Records contained in a dataset:
########################################

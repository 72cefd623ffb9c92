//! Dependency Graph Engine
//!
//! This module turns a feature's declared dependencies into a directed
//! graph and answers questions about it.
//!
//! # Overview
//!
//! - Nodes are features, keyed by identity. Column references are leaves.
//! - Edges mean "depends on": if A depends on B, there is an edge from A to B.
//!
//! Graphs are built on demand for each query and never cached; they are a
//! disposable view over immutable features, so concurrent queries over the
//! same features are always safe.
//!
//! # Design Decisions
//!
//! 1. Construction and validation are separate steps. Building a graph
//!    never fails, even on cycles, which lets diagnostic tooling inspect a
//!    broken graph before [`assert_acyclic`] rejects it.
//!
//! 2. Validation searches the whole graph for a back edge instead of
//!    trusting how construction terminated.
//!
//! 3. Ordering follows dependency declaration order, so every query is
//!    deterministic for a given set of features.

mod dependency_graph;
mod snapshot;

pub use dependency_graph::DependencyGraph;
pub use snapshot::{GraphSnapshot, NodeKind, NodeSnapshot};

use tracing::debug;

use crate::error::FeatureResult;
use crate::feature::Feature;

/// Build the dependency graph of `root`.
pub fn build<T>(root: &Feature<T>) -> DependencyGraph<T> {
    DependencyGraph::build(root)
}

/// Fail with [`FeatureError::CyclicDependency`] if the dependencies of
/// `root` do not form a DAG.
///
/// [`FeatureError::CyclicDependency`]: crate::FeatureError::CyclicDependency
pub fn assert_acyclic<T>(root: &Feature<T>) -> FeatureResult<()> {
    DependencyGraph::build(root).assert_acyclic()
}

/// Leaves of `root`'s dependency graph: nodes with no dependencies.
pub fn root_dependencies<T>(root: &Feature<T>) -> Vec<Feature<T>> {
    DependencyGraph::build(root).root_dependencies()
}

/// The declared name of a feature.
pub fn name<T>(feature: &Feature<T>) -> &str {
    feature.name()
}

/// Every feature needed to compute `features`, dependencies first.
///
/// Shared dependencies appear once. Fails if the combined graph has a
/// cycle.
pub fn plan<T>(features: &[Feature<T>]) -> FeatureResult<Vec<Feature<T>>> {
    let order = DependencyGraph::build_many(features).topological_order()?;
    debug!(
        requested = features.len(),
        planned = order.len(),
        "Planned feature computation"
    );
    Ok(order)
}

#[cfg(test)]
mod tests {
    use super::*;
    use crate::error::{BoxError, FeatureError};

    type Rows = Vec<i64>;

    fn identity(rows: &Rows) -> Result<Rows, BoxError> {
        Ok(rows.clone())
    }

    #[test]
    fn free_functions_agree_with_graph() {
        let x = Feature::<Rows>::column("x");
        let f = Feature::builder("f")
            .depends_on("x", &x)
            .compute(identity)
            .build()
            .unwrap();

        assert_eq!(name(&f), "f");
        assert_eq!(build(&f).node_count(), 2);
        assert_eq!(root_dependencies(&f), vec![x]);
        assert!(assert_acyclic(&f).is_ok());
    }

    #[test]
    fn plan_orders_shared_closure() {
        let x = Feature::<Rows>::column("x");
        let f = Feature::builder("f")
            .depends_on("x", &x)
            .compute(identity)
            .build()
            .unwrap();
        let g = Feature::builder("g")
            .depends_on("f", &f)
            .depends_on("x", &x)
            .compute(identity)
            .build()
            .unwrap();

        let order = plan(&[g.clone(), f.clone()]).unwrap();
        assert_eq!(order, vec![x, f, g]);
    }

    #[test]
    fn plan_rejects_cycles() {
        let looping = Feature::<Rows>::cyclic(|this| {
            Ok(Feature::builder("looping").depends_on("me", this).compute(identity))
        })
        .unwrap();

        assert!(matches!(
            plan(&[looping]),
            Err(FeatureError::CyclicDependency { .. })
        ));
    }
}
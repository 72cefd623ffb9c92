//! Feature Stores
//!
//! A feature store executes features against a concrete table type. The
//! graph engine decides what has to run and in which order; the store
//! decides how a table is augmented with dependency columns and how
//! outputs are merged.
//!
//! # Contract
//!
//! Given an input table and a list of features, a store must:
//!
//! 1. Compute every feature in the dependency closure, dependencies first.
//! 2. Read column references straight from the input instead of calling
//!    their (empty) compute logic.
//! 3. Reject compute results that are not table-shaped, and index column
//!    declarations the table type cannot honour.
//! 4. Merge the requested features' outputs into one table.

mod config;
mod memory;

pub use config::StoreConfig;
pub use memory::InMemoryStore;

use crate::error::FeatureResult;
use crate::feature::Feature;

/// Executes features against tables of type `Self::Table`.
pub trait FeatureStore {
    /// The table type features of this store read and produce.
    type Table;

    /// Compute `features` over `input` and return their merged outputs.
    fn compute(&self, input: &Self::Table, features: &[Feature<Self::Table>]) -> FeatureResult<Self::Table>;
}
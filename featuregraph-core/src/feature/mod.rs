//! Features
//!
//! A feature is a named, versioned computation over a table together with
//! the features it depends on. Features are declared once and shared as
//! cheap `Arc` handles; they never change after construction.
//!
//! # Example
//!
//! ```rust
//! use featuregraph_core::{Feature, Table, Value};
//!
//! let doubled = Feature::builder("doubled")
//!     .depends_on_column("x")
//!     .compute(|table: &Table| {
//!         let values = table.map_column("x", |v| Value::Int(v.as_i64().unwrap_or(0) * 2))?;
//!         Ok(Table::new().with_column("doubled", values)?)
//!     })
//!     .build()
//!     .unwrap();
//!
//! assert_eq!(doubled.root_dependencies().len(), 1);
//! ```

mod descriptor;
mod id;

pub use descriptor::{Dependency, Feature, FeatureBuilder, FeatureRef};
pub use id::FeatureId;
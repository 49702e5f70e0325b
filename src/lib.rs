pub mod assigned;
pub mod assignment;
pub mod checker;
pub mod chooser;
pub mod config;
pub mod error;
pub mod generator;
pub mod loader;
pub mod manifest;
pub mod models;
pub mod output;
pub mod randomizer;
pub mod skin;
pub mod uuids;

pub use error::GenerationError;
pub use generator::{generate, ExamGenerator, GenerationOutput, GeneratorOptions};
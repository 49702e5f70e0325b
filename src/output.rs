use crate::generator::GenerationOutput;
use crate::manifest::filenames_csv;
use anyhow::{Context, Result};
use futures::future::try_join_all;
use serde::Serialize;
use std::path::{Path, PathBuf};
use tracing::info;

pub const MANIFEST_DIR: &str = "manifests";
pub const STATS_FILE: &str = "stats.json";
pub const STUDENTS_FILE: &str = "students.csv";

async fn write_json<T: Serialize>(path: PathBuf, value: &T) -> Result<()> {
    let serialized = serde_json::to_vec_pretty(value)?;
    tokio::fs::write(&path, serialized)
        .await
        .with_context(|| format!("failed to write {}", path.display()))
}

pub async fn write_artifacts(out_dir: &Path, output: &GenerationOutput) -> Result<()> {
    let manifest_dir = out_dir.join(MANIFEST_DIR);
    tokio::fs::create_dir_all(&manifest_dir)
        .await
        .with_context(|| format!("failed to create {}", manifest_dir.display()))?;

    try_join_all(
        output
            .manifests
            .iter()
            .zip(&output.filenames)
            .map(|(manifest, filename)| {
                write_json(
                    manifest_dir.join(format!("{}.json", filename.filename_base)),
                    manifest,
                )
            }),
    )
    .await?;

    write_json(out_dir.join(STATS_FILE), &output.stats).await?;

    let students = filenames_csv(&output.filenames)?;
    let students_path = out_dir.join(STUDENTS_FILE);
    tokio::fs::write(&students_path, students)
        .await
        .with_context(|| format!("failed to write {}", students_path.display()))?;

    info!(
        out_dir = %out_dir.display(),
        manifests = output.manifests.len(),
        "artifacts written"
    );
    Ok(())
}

########################################

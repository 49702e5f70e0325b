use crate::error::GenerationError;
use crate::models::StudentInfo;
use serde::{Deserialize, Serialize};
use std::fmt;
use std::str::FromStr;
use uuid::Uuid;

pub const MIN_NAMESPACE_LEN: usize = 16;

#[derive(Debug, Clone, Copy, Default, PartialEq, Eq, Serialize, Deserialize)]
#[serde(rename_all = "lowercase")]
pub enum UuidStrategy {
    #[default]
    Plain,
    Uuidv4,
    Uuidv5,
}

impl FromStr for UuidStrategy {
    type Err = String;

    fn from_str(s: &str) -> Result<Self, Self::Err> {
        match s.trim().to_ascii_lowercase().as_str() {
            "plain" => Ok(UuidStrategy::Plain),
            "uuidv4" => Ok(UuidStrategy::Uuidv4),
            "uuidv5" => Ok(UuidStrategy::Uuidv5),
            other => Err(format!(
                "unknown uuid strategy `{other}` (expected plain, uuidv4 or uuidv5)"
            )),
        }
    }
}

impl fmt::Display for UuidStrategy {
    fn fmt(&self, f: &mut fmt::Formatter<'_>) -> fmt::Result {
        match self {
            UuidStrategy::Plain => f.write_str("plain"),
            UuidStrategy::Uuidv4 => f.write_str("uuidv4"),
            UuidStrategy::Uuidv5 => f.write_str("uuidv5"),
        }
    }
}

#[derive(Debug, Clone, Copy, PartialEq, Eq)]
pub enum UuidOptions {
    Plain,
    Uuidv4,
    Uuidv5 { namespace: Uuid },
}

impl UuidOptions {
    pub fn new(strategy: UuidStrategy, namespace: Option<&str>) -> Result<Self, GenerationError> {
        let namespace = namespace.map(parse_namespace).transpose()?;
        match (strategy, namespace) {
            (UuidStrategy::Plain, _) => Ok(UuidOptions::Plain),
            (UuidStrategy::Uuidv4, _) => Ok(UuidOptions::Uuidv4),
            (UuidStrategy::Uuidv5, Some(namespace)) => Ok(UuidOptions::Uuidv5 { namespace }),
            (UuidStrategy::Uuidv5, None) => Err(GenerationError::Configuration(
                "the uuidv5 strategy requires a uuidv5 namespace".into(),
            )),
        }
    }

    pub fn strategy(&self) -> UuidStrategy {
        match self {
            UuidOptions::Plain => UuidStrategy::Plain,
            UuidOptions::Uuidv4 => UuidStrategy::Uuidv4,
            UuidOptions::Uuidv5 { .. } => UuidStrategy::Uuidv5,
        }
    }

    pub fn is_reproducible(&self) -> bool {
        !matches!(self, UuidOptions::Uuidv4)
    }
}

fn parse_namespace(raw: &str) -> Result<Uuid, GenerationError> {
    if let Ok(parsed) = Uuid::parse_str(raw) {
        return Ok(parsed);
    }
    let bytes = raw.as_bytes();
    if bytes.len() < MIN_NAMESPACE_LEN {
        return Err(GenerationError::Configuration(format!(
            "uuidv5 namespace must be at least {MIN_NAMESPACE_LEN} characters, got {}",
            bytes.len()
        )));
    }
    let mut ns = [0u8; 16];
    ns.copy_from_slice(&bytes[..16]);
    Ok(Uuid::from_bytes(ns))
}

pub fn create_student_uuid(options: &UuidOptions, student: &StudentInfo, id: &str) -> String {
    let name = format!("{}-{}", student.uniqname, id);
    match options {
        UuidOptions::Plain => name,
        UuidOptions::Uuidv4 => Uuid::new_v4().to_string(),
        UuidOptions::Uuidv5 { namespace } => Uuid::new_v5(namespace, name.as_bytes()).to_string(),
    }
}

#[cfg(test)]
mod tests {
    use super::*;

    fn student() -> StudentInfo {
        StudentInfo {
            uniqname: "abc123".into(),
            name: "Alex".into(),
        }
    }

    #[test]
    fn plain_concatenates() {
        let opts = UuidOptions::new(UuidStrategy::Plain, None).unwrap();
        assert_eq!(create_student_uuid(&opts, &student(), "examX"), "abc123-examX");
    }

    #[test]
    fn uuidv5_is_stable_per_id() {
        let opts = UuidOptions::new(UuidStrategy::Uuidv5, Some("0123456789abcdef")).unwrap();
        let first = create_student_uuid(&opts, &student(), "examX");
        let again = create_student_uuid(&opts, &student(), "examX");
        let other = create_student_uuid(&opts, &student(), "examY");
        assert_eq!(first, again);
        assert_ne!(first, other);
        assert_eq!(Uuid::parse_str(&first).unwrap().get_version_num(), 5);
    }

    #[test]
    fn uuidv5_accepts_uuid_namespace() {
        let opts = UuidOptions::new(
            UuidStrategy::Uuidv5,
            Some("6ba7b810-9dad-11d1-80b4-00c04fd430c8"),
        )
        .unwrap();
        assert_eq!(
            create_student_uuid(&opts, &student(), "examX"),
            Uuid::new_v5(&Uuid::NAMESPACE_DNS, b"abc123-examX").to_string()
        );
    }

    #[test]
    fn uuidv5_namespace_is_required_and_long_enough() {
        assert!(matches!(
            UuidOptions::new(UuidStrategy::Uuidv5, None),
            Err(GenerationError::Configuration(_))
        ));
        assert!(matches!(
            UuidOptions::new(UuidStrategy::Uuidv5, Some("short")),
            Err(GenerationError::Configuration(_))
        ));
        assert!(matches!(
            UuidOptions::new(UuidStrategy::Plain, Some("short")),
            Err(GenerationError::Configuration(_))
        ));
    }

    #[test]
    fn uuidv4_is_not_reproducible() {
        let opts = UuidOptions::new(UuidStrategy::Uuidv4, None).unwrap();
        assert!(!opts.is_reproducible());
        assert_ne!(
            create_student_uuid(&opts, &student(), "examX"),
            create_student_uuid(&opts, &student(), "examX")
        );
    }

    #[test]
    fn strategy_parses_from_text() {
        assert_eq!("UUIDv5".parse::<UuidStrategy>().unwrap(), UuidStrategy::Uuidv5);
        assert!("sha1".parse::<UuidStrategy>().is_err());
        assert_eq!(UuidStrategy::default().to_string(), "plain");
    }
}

########################################

- PROBLEM STATEMENT
Return word for word the lines above from the line with "questions about it." to the line with "cached; they are a", including both and leaving out all others.

- OUTPUT
//! graph and answers questions about it.
//!
//! # Overview
//!
//! - Nodes are features, keyed by identity. Column references are leaves.
//! - Edges mean "depends on": if A depends on B, there is an edge from A to B.
//!
//! Graphs are built on demand for each query and never cached; they are a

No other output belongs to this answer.